**** DATA IN THIS EXERCISE

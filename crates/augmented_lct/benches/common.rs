use std::collections::VecDeque;
use std::time::Duration;

use criterion::BenchmarkGroup;
use criterion::measurement::Measurement;
use rand::rngs::StdRng;
use rand::{Rng, SeedableRng};

pub const SIZES: [usize; 4] = [1_024, 4_096, 16_384, 65_536];
pub const OPS_PER_SIZE: usize = 5_000;
pub const VALUE_RANGE: std::ops::RangeInclusive<i64> = -1_000_000_000..=1_000_000_000;
pub const DELTA_RANGE: std::ops::RangeInclusive<i64> = -1_000..=1_000;

const SAMPLE_SIZE: usize = 15;
const WARM_UP_MS: u64 = 100;
const MEASURE_MS: u64 = 200;

const SEED_MIX: u64 = 0x9E37_79B9_7F4A_7C15;

pub fn apply_runtime_config<M: Measurement>(group: &mut BenchmarkGroup<'_, M>) {
    group.sample_size(SAMPLE_SIZE);
    group.warm_up_time(Duration::from_millis(WARM_UP_MS));
    group.measurement_time(Duration::from_millis(MEASURE_MS));
}

fn mix_seed(mut z: u64) -> u64 {
    z = (z ^ (z >> 30)).wrapping_mul(0xBF58_476D_1CE4_E5B9);
    z = (z ^ (z >> 27)).wrapping_mul(0x94D0_49BB_1331_11EB);
    z ^ (z >> 31)
}

fn rng_for(kind: u64, size: usize) -> StdRng {
    let seed = 0x5EED_2026
        ^ (kind.wrapping_mul(SEED_MIX))
        ^ (size as u64).wrapping_mul(SEED_MIX.rotate_left(17));
    StdRng::seed_from_u64(mix_seed(seed))
}

fn generate_values(rng: &mut impl Rng, n: usize) -> Vec<i64> {
    (0..n).map(|_| rng.random_range(VALUE_RANGE)).collect()
}

fn generate_random_tree_edges(rng: &mut impl Rng, n: usize) -> Vec<(usize, usize)> {
    (1..n).map(|i| (i, rng.random_range(0..i))).collect()
}

/// Every parent is drawn from the first `hubs` vertices, so a handful of vertices carry
/// thousands of light children.
fn generate_bushy_tree_edges(rng: &mut impl Rng, n: usize, hubs: usize) -> Vec<(usize, usize)> {
    (1..n)
        .map(|i| (i, rng.random_range(0..i.min(hubs))))
        .collect()
}

#[derive(Clone, Copy, Debug)]
pub enum ConnOp {
    Link { u: usize, v: usize },
    Cut { u: usize, v: usize },
    Connected { u: usize, v: usize },
}

#[derive(Clone, Copy, Debug)]
pub enum PathOp {
    PathApply {
        u: usize,
        v: usize,
        delta: i64,
    },
    PathFold {
        u: usize,
        v: usize,
    },
    VertexAdd {
        v: usize,
        delta: i64,
    },
    EdgeSwap {
        cut_u: usize,
        cut_v: usize,
        link_u: usize,
        link_v: usize,
    },
}

#[derive(Clone, Copy, Debug)]
pub enum SubtreeOp {
    SubtreeApply {
        v: usize,
        root: usize,
        delta: i64,
    },
    SubtreeFold {
        v: usize,
        root: usize,
    },
    EdgeSwap {
        cut_u: usize,
        cut_v: usize,
        link_u: usize,
        link_v: usize,
    },
}

#[derive(Clone, Debug)]
pub struct ConnectivityCase {
    pub values: Vec<i64>,
    pub edges: Vec<(usize, usize)>,
    pub ops: Vec<ConnOp>,
}

#[derive(Clone, Debug)]
pub struct PathCase {
    pub values: Vec<i64>,
    pub edges: Vec<(usize, usize)>,
    pub ops: Vec<PathOp>,
}

#[derive(Clone, Debug)]
pub struct SubtreeCase {
    pub values: Vec<i64>,
    pub edges: Vec<(usize, usize)>,
    pub ops: Vec<SubtreeOp>,
}

struct ForestState {
    n: usize,
    adj: Vec<Vec<usize>>,
    comp_id: Vec<usize>,
    comps: Vec<Vec<usize>>,
    edges: Vec<(usize, usize)>,
    mark: Vec<u32>,
    mark_gen: u32,
    comp_cnt: usize,
}

impl ForestState {
    fn new(n: usize) -> Self {
        Self {
            n,
            adj: vec![Vec::new(); n],
            comp_id: (0..n).collect(),
            comps: (0..n).map(|i| vec![i]).collect(),
            edges: Vec::new(),
            mark: vec![0; n],
            mark_gen: 1,
            comp_cnt: n,
        }
    }

    fn with_edges(n: usize, edges: &[(usize, usize)]) -> Self {
        let mut state = Self::new(n);
        for &(u, v) in edges {
            state.link(u, v);
        }
        state
    }

    fn remove_adj_one(vec: &mut Vec<usize>, x: usize) {
        if let Some(pos) = vec.iter().position(|&y| y == x) {
            vec.swap_remove(pos);
        } else {
            debug_assert!(false, "edge not found in adjacency");
        }
    }

    fn link(&mut self, u: usize, v: usize) {
        debug_assert!(self.comp_id[u] != self.comp_id[v]);
        self.adj[u].push(v);
        self.adj[v].push(u);
        self.edges.push((u, v));

        let mut a = self.comp_id[u];
        let mut b = self.comp_id[v];
        if self.comps[a].len() < self.comps[b].len() {
            std::mem::swap(&mut a, &mut b);
        }
        let moved = std::mem::take(&mut self.comps[b]);
        for x in moved {
            self.comp_id[x] = a;
            self.comps[a].push(x);
        }
        self.comp_cnt -= 1;
    }

    fn mark_component(&mut self, start: usize) -> u32 {
        let tag = self.mark_gen;
        self.mark_gen = self.mark_gen.wrapping_add(1);
        let mut q = VecDeque::new();
        q.push_back(start);
        self.mark[start] = tag;
        while let Some(v) = q.pop_front() {
            for &to in &self.adj[v] {
                if self.mark[to] == tag {
                    continue;
                }
                self.mark[to] = tag;
                q.push_back(to);
            }
        }
        tag
    }

    fn cut_by_index(&mut self, idx: usize) -> (usize, usize) {
        let (u, v) = self.edges.swap_remove(idx);
        let old = self.comp_id[u];
        debug_assert_eq!(old, self.comp_id[v]);
        Self::remove_adj_one(&mut self.adj[u], v);
        Self::remove_adj_one(&mut self.adj[v], u);

        let tag = self.mark_component(u);
        let (a, b): (Vec<_>, Vec<_>) = std::mem::take(&mut self.comps[old])
            .into_iter()
            .partition(|&x| self.mark[x] == tag);
        debug_assert!(!a.is_empty() && !b.is_empty());

        self.comps[old] = a;
        let new_id = self.comps.len();
        for &x in &b {
            self.comp_id[x] = new_id;
        }
        self.comps.push(b);
        self.comp_cnt += 1;

        (u, v)
    }

    /// Cut a random edge and reconnect the two halves through random endpoints.
    fn swap_random_edge(&mut self, rng: &mut impl Rng) -> (usize, usize, usize, usize) {
        let idx = rng.random_range(0..self.edges.len());
        let (cut_u, cut_v) = self.cut_by_index(idx);
        let link_u = self.random_vertex_in_comp(rng, self.comp_id[cut_u]);
        let link_v = self.random_vertex_in_comp(rng, self.comp_id[cut_v]);
        self.link(link_u, link_v);
        (cut_u, cut_v, link_u, link_v)
    }

    fn random_vertex_in_comp(&self, rng: &mut impl Rng, comp: usize) -> usize {
        let list = &self.comps[comp];
        list[rng.random_range(0..list.len())]
    }

    fn pick_two_components(&self, rng: &mut impl Rng) -> Option<(usize, usize)> {
        if self.comp_cnt <= 1 {
            return None;
        }
        let ca = self.comp_id[rng.random_range(0..self.n)];
        for _ in 0..100 {
            let cb = self.comp_id[rng.random_range(0..self.n)];
            if ca != cb {
                return Some((ca, cb));
            }
        }
        (0..self.n)
            .map(|b| self.comp_id[b])
            .find(|&cb| cb != ca)
            .map(|cb| (ca, cb))
    }
}

pub fn generate_connectivity_case(n: usize) -> ConnectivityCase {
    let mut rng = rng_for(1, n);
    let values = vec![0_i64; n];
    let mut state = ForestState::with_edges(n, &generate_random_tree_edges(&mut rng, n));
    for _ in 0..n / 4 {
        let idx = rng.random_range(0..state.edges.len());
        state.cut_by_index(idx);
    }
    let edges = state.edges.clone();

    let mut ops = Vec::with_capacity(OPS_PER_SIZE);
    for _ in 0..OPS_PER_SIZE {
        let roll = rng.random_range(0..100_u32);
        if roll < 50 {
            let u = rng.random_range(0..n);
            let v = rng.random_range(0..n);
            ops.push(ConnOp::Connected { u, v });
        } else if roll < 75 {
            if let Some((ca, cb)) = state.pick_two_components(&mut rng) {
                let u = state.random_vertex_in_comp(&mut rng, ca);
                let v = state.random_vertex_in_comp(&mut rng, cb);
                state.link(u, v);
                ops.push(ConnOp::Link { u, v });
            }
        } else if !state.edges.is_empty() {
            let idx = rng.random_range(0..state.edges.len());
            let (u, v) = state.cut_by_index(idx);
            ops.push(ConnOp::Cut { u, v });
        }
    }

    ConnectivityCase { values, edges, ops }
}

pub fn generate_path_case(n: usize) -> PathCase {
    let mut rng = rng_for(2, n);
    let values = generate_values(&mut rng, n);
    let mut state = ForestState::with_edges(n, &generate_random_tree_edges(&mut rng, n));
    let edges = state.edges.clone();

    let mut ops = Vec::with_capacity(OPS_PER_SIZE);
    for _ in 0..OPS_PER_SIZE {
        let roll = rng.random_range(0..100_u32);
        if roll < 30 {
            let u = rng.random_range(0..n);
            let v = rng.random_range(0..n);
            let delta = rng.random_range(DELTA_RANGE);
            ops.push(PathOp::PathApply { u, v, delta });
        } else if roll < 70 {
            let u = rng.random_range(0..n);
            let v = rng.random_range(0..n);
            ops.push(PathOp::PathFold { u, v });
        } else if roll < 85 {
            let v = rng.random_range(0..n);
            let delta = rng.random_range(DELTA_RANGE);
            ops.push(PathOp::VertexAdd { v, delta });
        } else {
            let (cut_u, cut_v, link_u, link_v) = state.swap_random_edge(&mut rng);
            ops.push(PathOp::EdgeSwap {
                cut_u,
                cut_v,
                link_u,
                link_v,
            });
        }
    }

    PathCase { values, edges, ops }
}

fn generate_subtree_ops(
    rng: &mut StdRng,
    state: &mut ForestState,
    n: usize,
) -> Vec<SubtreeOp> {
    let mut ops = Vec::with_capacity(OPS_PER_SIZE);
    for _ in 0..OPS_PER_SIZE {
        let roll = rng.random_range(0..100_u32);
        if roll < 80 {
            // Every case below keeps a single spanning tree, so any root works.
            let v = rng.random_range(0..n);
            let root = rng.random_range(0..n);
            if roll < 40 {
                let delta = rng.random_range(DELTA_RANGE);
                ops.push(SubtreeOp::SubtreeApply { v, root, delta });
            } else {
                ops.push(SubtreeOp::SubtreeFold { v, root });
            }
        } else {
            let (cut_u, cut_v, link_u, link_v) = state.swap_random_edge(rng);
            ops.push(SubtreeOp::EdgeSwap {
                cut_u,
                cut_v,
                link_u,
                link_v,
            });
        }
    }
    ops
}

pub fn generate_subtree_case(n: usize) -> SubtreeCase {
    let mut rng = rng_for(3, n);
    let values = generate_values(&mut rng, n);
    let mut state = ForestState::with_edges(n, &generate_random_tree_edges(&mut rng, n));
    let edges = state.edges.clone();
    let ops = generate_subtree_ops(&mut rng, &mut state, n);
    SubtreeCase { values, edges, ops }
}

/// Subtree workload on a tree whose vertices hang off a few hubs.
pub fn generate_bushy_subtree_case(n: usize) -> SubtreeCase {
    let mut rng = rng_for(4, n);
    let values = generate_values(&mut rng, n);
    let mut state = ForestState::with_edges(n, &generate_bushy_tree_edges(&mut rng, n, 8));
    let edges = state.edges.clone();
    let ops = generate_subtree_ops(&mut rng, &mut state, n);
    SubtreeCase { values, edges, ops }
}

********

■ **ASSIGNMENT**: Reproduce verbatim the lines above, from the line with "use std::time::Duration;" through the line with "pub const DELTA_RANGE: std::ops::RangeInclusive<i64>".

■ **WRITTEN REPLY**:
use std::time::Duration;

use criterion::BenchmarkGroup;
use criterion::measurement::Measurement;
use rand::rngs::StdRng;
use rand::{Rng, SeedableRng};

pub const SIZES: [usize; 4] = [1_024, 4_096, 16_384, 65_536];
pub const OPS_PER_SIZE: usize = 5_000;
pub const VALUE_RANGE: std::ops::RangeInclusive<i64> = -1_000_000_000..=1_000_000_000;
pub const DELTA_RANGE: std::ops::RangeInclusive<i64> = -1_000..=1_000;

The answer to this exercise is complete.